UK inflation rate falls to 4.8% in November
The rate of Consumer Prices Index (CPI) inflation in the UK fell to 4.8% during November, down from 5% the month before, according to the Office for National Statistics (ONS).
The rate still remains well above the Bank of England's target of 2%.
Retail Prices Index (RPI) inflation - which includes mortgage interest payments - fell to 5.2% from 5.4%.
The fall was partly due to a slowdown in the rise in food and non-alcoholic drink prices.
Cereals and bread prices fell by 1% in the month, compared with a 1.9% increase a year ago.
Vegetable prices fell by 1% between October and November, their largest fall over this period for a decade.
There was also a fall in the price of sugar, jam, chocolate and sweets.

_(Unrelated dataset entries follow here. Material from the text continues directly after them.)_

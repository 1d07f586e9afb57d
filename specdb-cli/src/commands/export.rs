//! Export the specimen report, or one raw table, to CSV or XLSX

use std::collections::BTreeMap;
use std::io::Write;
use std::path::PathBuf;

use anyhow::{bail, Context, Result};
use clap::{Parser, ValueEnum};

use specdb_core::{apply_model_filters, EntityKind, SpecdbConfig, TabularFormat};
use specdb_server::export::{raw_table, specimen_report};

use super::{connect, database_url};
use crate::ui;

#[derive(ValueEnum, Debug, Clone, Copy, PartialEq, Eq)]
pub enum ExportFormat {
    Csv,
    Xlsx,
}

impl From<ExportFormat> for TabularFormat {
    fn from(format: ExportFormat) -> Self {
        match format {
            ExportFormat::Csv => TabularFormat::Csv,
            ExportFormat::Xlsx => TabularFormat::Xlsx,
        }
    }
}

#[derive(Parser, Debug)]
pub struct ExportArgs {
    /// Output format
    #[arg(long, value_enum, default_value = "csv")]
    pub format: ExportFormat,

    /// Output file (default: stdout, CSV only)
    #[arg(long = "out", value_name = "PATH")]
    pub output: Option<PathBuf>,

    /// Export every column of one table instead of the specimen report
    #[arg(long, value_name = "KIND")]
    pub table: Option<EntityKind>,

    /// Report filter, same syntax as the list view (repeatable: --filter year=2020:2023)
    #[arg(long = "filter", value_name = "KEY=VALUE", value_parser = parse_key_value)]
    pub filters: Vec<(String, String)>,

    /// Database URL (overrides config/environment)
    #[arg(long, env = "DATABASE_URL")]
    pub database_url: Option<String>,
}

/// Parse `key=value`.
pub fn parse_key_value(s: &str) -> Result<(String, String), String> {
    let (key, value) = s
        .split_once('=')
        .ok_or_else(|| format!("expected KEY=VALUE, got '{s}'"))?;
    let key = key.trim();
    if key.is_empty() {
        return Err(format!("empty filter name in '{s}'"));
    }
    Ok((key.to_owned(), value.trim().to_owned()))
}

pub async fn run_export(args: ExportArgs, settings: SpecdbConfig) -> Result<()> {
    let format = TabularFormat::from(args.format);
    if args.output.is_none() && format == TabularFormat::Xlsx {
        bail!("XLSX output needs --out <PATH>");
    }
    if args.table.is_some() && !args.filters.is_empty() {
        bail!("--filter applies to the specimen report only");
    }

    let database_url = database_url(args.database_url, &settings)?;
    let pool = connect(&database_url, &settings).await?;

    let (table, sheet) = match args.table {
        Some(kind) => {
            let table = ui::with_spinner_async(
                format!("Exporting {kind}"),
                format!("Exported {kind}"),
                raw_table(&pool, kind),
            )
            .await?;
            (table, kind.schema().label)
        }
        None => {
            let params: BTreeMap<String, String> = args.filters.into_iter().collect();
            let filter = apply_model_filters(EntityKind::Specimen.schema(), &params);
            let table = ui::with_spinner_async(
                "Exporting specimen report",
                "Exported specimen report",
                specimen_report(&pool, &filter),
            )
            .await?;
            (table, "Specimens")
        }
    };

    let bytes = table.to_bytes(format, sheet)?;
    match &args.output {
        Some(path) => {
            std::fs::write(path, &bytes).with_context(|| format!("Failed to write {}", path.display()))?;
            tracing::info!(rows = table.len(), path = %path.display(), "export written");
        }
        None => {
            let mut stdout = std::io::stdout().lock();
            stdout.write_all(&bytes).context("Failed to write to stdout")?;
            stdout.flush()?;
        }
    }
    Ok(())
}

#[cfg(test)]
mod tests {
    use super::*;

    #[test]
    fn parses_filters() {
        assert_eq!(
            parse_key_value("year=2020:2023").unwrap(),
            ("year".to_owned(), "2020:2023".to_owned())
        );
        assert_eq!(
            parse_key_value("locality = KL, PD").unwrap(),
            ("locality".to_owned(), "KL, PD".to_owned())
        );
        assert!(parse_key_value("year").is_err());
        assert!(parse_key_value("=2020").is_err());
    }
}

The ONS figures showed that slower rises in transport, clothing and furniture costs also contributed to the fall in CPI.
"November's UK inflation figures provide further hope that inflation has now passed its peak and could soon fall pretty sharply," said Vicky Redwood of Capital Economics.

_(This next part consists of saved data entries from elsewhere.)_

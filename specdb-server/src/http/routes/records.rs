//! Generic list/detail/create/edit/delete endpoints for every entity kind

use std::collections::BTreeMap;
use std::sync::Arc;

use axum::{
    extract::{rejection::JsonRejection, Path, Query, State},
    http::StatusCode,
    routing::{get, post},
    Json, Router,
};
use chrono::Local;
use serde::Serialize;

use specdb_core::config::MAX_LIST_PAGE_SIZE;
use specdb_core::{apply_model_filters, Action, AuditLog, EditRequest, EntityKind};

use crate::db::repos::{RecordRepo, StoredRecord};
use crate::http::error::ApiError;
use crate::http::extractors::{Caller, Kind, KindAndId};
use crate::http::links::{filter_params, link, param, with_param, QueryPairs};
use crate::http::server::AppState;
use crate::images::SpecimenImages;
use crate::models::Cursor;

/// One keyset page of a list
#[derive(Serialize)]
pub struct ListResponse {
    pub kind: EntityKind,
    pub items: Vec<StoredRecord>,
    pub next_cursor: Option<String>,
    /// Link to the next page, keeping the active filters
    pub next: Option<String>,
}

/// One record with its parsed logs and, for specimens, photo links
#[derive(Serialize)]
pub struct DetailResponse {
    pub kind: EntityKind,
    pub record: StoredRecord,
    pub logs: BTreeMap<&'static str, AuditLog>,
    #[serde(skip_serializing_if = "Option::is_none")]
    pub images: Option<SpecimenImages>,
}

/// GET /list/{kind} - filtered keyset page
async fn list_records(
    State(state): State<Arc<AppState>>,
    Kind(kind): Kind,
    caller: Caller,
    Query(pairs): Query<QueryPairs>,
) -> Result<Json<ListResponse>, ApiError> {
    caller.require(&state, Action::List, Some(kind))?;

    let filter = apply_model_filters(kind.schema(), &filter_params(&pairs));
    let after = param(&pairs, "after").map(Cursor::decode).transpose()?;
    let limit = param(&pairs, "per_page")
        .and_then(|v| v.parse::<u32>().ok())
        .unwrap_or(state.config.list_page_size)
        .clamp(1, MAX_LIST_PAGE_SIZE);

    let page = RecordRepo::new(&state.pool, kind)
        .list_keyset(&filter, after.as_ref(), limit)
        .await?;
    let next = page
        .next_cursor
        .as_deref()
        .map(|cursor| link(&format!("/list/{kind}"), with_param(&pairs, "after", cursor)));

    Ok(Json(ListResponse {
        kind,
        items: page.items,
        next_cursor: page.next_cursor,
        next,
    }))
}

/// Request body, parsed only after the access check so anonymous callers
/// are redirected whatever they sent.
type EditBody = Result<Json<EditRequest>, JsonRejection>;

fn edit_request(body: EditBody) -> Result<EditRequest, ApiError> {
    body.map(|Json(request)| request)
        .map_err(|e| ApiError::BadRequest {
            message: e.body_text(),
        })
}

async fn detail(state: &AppState, kind: EntityKind, record: StoredRecord) -> DetailResponse {
    let logs = kind
        .schema()
        .fields
        .iter()
        .filter(|f| f.append_only)
        .map(|f| (f.name, AuditLog::parse(record.fields.get(f.name))))
        .collect();
    let images = match (kind, record.fields.get("catalogNumber")) {
        (EntityKind::Specimen, Some(catalog)) => Some(state.images.images_for(catalog).await),
        (EntityKind::Specimen, None) => Some(SpecimenImages::missing()),
        _ => None,
    };

    DetailResponse {
        kind,
        record,
        logs,
        images,
    }
}

/// GET /detail/{kind}/{id}
async fn get_record(
    State(state): State<Arc<AppState>>,
    KindAndId(kind, id): KindAndId,
    caller: Caller,
) -> Result<Json<DetailResponse>, ApiError> {
    caller.require(&state, Action::Detail, Some(kind))?;

    let record = RecordRepo::new(&state.pool, kind).get(id).await?;
    Ok(Json(detail(&state, kind, record).await))
}

/// GET /butterflyid/{butterfly_id} - trap detail by its butterfly ID
async fn get_by_butterfly_id(
    State(state): State<Arc<AppState>>,
    Path(butterfly_id): Path<String>,
    caller: Caller,
) -> Result<Json<DetailResponse>, ApiError> {
    let kind = EntityKind::Trap;
    caller.require(&state, Action::Detail, Some(kind))?;

    let key = butterfly_id.trim();
    let not_found = || ApiError::NotFound {
        resource: kind.schema().label,
        id: key.to_owned(),
    };
    if key.is_empty() {
        return Err(not_found());
    }
    let record = RecordRepo::new(&state.pool, kind)
        .find_by_key(key)
        .await?
        .ok_or_else(not_found)?;
    Ok(Json(detail(&state, kind, record).await))
}

/// POST /add/{kind}
async fn create_record(
    State(state): State<Arc<AppState>>,
    Kind(kind): Kind,
    caller: Caller,
    body: EditBody,
) -> Result<(StatusCode, Json<StoredRecord>), ApiError> {
    caller.require(&state, Action::Create, Some(kind))?;
    let request = edit_request(body)?;

    let today = Local::now().date_naive();
    let record = kind.rules().prepare_create(kind.schema(), &request, today)?;
    let stored = RecordRepo::new(&state.pool, kind).insert(&record).await?;
    tracing::info!(kind = %kind, id = stored.id, "record created");

    Ok((StatusCode::CREATED, Json(stored)))
}

/// POST /edit/{kind}/{id}
async fn update_record(
    State(state): State<Arc<AppState>>,
    KindAndId(kind, id): KindAndId,
    caller: Caller,
    body: EditBody,
) -> Result<Json<StoredRecord>, ApiError> {
    caller.require(&state, Action::Edit, Some(kind))?;
    let request = edit_request(body)?;

    let repo = RecordRepo::new(&state.pool, kind);
    let current = repo.get(id).await?;
    let today = Local::now().date_naive();
    let changes = kind
        .rules()
        .prepare_update(kind.schema(), &current.fields, &request, today)?;
    let updated = repo.update(id, &changes).await?;
    tracing::info!(kind = %kind, id, fields = changes.len(), "record updated");

    Ok(Json(updated))
}

/// POST /delete/{kind}/{id}
async fn delete_record(
    State(state): State<Arc<AppState>>,
    KindAndId(kind, id): KindAndId,
    caller: Caller,
) -> Result<StatusCode, ApiError> {
    caller.require(&state, Action::Delete, Some(kind))?;

    RecordRepo::new(&state.pool, kind).delete(id).await?;
    tracing::info!(kind = %kind, id, "record deleted");
    Ok(StatusCode::NO_CONTENT)
}

/// Record routes
pub fn router() -> Router<Arc<AppState>> {
    Router::new()
        .route("/list/{kind}", get(list_records))
        .route("/detail/{kind}/{id}", get(get_record))
        .route("/butterflyid/{butterfly_id}", get(get_by_butterfly_id))
        .route("/add/{kind}", post(create_record))
        .route("/edit/{kind}/{id}", post(update_record))
        .route("/delete/{kind}/{id}", post(delete_record))
}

She added: "There is still a lingering risk that inflation picks up again in December, but come January - when the VAT rise drops out - it should start to fall like a stone.

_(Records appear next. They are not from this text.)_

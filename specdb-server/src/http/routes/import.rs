//! Bulk import: upload, preview, fix cells, revalidate, confirm
//!
//! The import in progress lives in the caller's session. Nothing reaches the
//! database until confirm, and confirm is refused while any row has errors
//! or edits have not been revalidated.

use std::sync::Arc;

use axum::{
    extract::{DefaultBodyLimit, Multipart, Query, State},
    http::StatusCode,
    routing::{get, post},
    Json, Router,
};
use serde::Deserialize;

use specdb_core::import::PreviewPage;
use specdb_core::{Action, EntityKind, ImportSession, ImportSummary};

use crate::http::error::ApiError;
use crate::http::extractors::Caller;
use crate::http::server::AppState;
use crate::import;

/// Largest accepted upload.
const MAX_UPLOAD_BYTES: usize = 20 * 1024 * 1024;

#[derive(Debug, Deserialize)]
pub struct PreviewQuery {
    #[serde(default = "first_page")]
    pub page: usize,
    #[serde(default)]
    pub errors_only: bool,
}

fn first_page() -> usize {
    1
}

/// Replacement value for one cell of the uploaded table.
#[derive(Debug, Deserialize)]
pub struct CellEdit {
    /// Zero-based row index, as returned in the preview.
    pub row: usize,
    pub column: String,
    #[serde(default)]
    pub value: String,
}

fn bad_upload(message: impl Into<String>) -> ApiError {
    ApiError::BadRequest {
        message: message.into(),
    }
}

async fn load(state: &AppState, session_id: &str) -> Result<ImportSession, ApiError> {
    state
        .sessions
        .load_import(session_id)
        .await?
        .ok_or_else(|| ApiError::NotFound {
            resource: "import",
            id: session_id.to_owned(),
        })
}

/// POST /import/upload - multipart `file`, optional `kind` (default specimen)
async fn upload(
    State(state): State<Arc<AppState>>,
    caller: Caller,
    mut multipart: Multipart,
) -> Result<Json<PreviewPage>, ApiError> {
    caller.require(&state, Action::Import, None)?;
    let session_id = caller.session()?;

    let mut kind = EntityKind::Specimen;
    let mut file: Option<(String, Vec<u8>)> = None;
    while let Some(field) = multipart
        .next_field()
        .await
        .map_err(|e| bad_upload(e.body_text()))?
    {
        let name = field.name().map(str::to_owned);
        match name.as_deref() {
            Some("kind") => {
                let text = field.text().await.map_err(|e| bad_upload(e.body_text()))?;
                kind = text.trim().parse()?;
            }
            Some("file") => {
                let file_name = field.file_name().unwrap_or_default().to_owned();
                let bytes = field.bytes().await.map_err(|e| bad_upload(e.body_text()))?;
                file = Some((file_name, bytes.to_vec()));
            }
            _ => {}
        }
    }
    let Some((file_name, bytes)) = file else {
        return Err(bad_upload("no file uploaded"));
    };
    if bytes.is_empty() {
        return Err(bad_upload("uploaded file is empty"));
    }

    let session = import::start(&state.pool, kind, &file_name, &bytes).await?;
    state.sessions.save_import(session_id, &session).await?;
    Ok(Json(session.preview(1, state.config.preview_page_size, false)))
}

/// GET /import/preview
async fn preview(
    State(state): State<Arc<AppState>>,
    caller: Caller,
    Query(query): Query<PreviewQuery>,
) -> Result<Json<PreviewPage>, ApiError> {
    caller.require(&state, Action::Import, None)?;
    let session = load(&state, caller.session()?).await?;
    Ok(Json(session.preview(
        query.page,
        state.config.preview_page_size,
        query.errors_only,
    )))
}

/// POST /import/cell - edits mark the import as needing revalidation
async fn edit_cell(
    State(state): State<Arc<AppState>>,
    caller: Caller,
    Json(edit): Json<CellEdit>,
) -> Result<StatusCode, ApiError> {
    caller.require(&state, Action::Import, None)?;
    let session_id = caller.session()?;
    let mut session = load(&state, session_id).await?;

    session.edit_cell(edit.row, &edit.column, &edit.value)?;
    state.sessions.save_import(session_id, &session).await?;
    Ok(StatusCode::NO_CONTENT)
}

/// POST /import/revalidate
async fn revalidate(
    State(state): State<Arc<AppState>>,
    caller: Caller,
) -> Result<Json<PreviewPage>, ApiError> {
    caller.require(&state, Action::Import, None)?;
    let session_id = caller.session()?;
    let mut session = load(&state, session_id).await?;

    import::validate(&state.pool, &mut session).await?;
    state.sessions.save_import(session_id, &session).await?;
    Ok(Json(session.preview(1, state.config.preview_page_size, false)))
}

/// POST /import/confirm - insert every row and end the import
async fn confirm(
    State(state): State<Arc<AppState>>,
    caller: Caller,
) -> Result<Json<ImportSummary>, ApiError> {
    caller.require(&state, Action::Import, None)?;
    let session_id = caller.session()?;
    let mut session = load(&state, session_id).await?;

    let summary = import::commit(&state.pool, &mut session).await?;
    state.sessions.clear_import(session_id).await?;
    Ok(Json(summary))
}

/// POST /import/abandon
async fn abandon(State(state): State<Arc<AppState>>, caller: Caller) -> Result<StatusCode, ApiError> {
    caller.require(&state, Action::Import, None)?;
    let session_id = caller.session()?;

    if state.sessions.clear_import(session_id).await? {
        tracing::info!("import abandoned");
    }
    Ok(StatusCode::NO_CONTENT)
}

/// Import routes
pub fn router() -> Router<Arc<AppState>> {
    Router::new()
        .route("/import/upload", post(upload))
        .route("/import/preview", get(preview))
        .route("/import/cell", post(edit_cell))
        .route("/import/revalidate", post(revalidate))
        .route("/import/confirm", post(confirm))
        .route("/import/abandon", post(abandon))
        .layer(DefaultBodyLimit::max(MAX_UPLOAD_BYTES))
}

"We still think that inflation will be below its target by the autumn, before dropping to 1% or lower."
And David Kern, chief economist at the British Chambers of Commerce, said: "The fall in inflation in November was as expected, and will accelerate in the early months of 2012."
But there were words of caution from TUC general secretary Brendan Barber.
"Last month's drop in inflation offers some respite for people over the festive period," he said.
"But with pay growth under 2%, people are still getting poorer and millions of families are facing a very tough Christmas this year.
"It will take many more months of falling inflation, and far higher wage increases, before this long and painful period of real terms pay cuts comes to an end."
The largest upward contributors to inflation in the retail sector were alcohol and tobacco.
The ONS also said that prices of electricity, gas and other fuels rose at an annual rate of 20.9%, the fastest pace since February 2009.
The Bank of England said earlier this year that it expected the rate of inflation to drop in 2012 as prices fall back and the impact of the government's increase in VAT is no longer felt.
The Bank believes weak economic growth will push inflation below the 2% mark over the next 18 months.
Data from the ONS last week showed that the rate of increase in the cost of goods being by manufacturers was also easing.
Savers 'lose out'
The prolonged period of high inflation has made it difficult for savers to keep up with rising prices.
According to the Moneyfacts financial information service, people would need to find an account paying 6% for their savings to keep up with inflation.
"Savers continue to lose out to inflation even though the rate fell today," said Sylvia Waycot of Moneyfacts.
"With returns so low and inflation unsteady, people don't know which way to turn."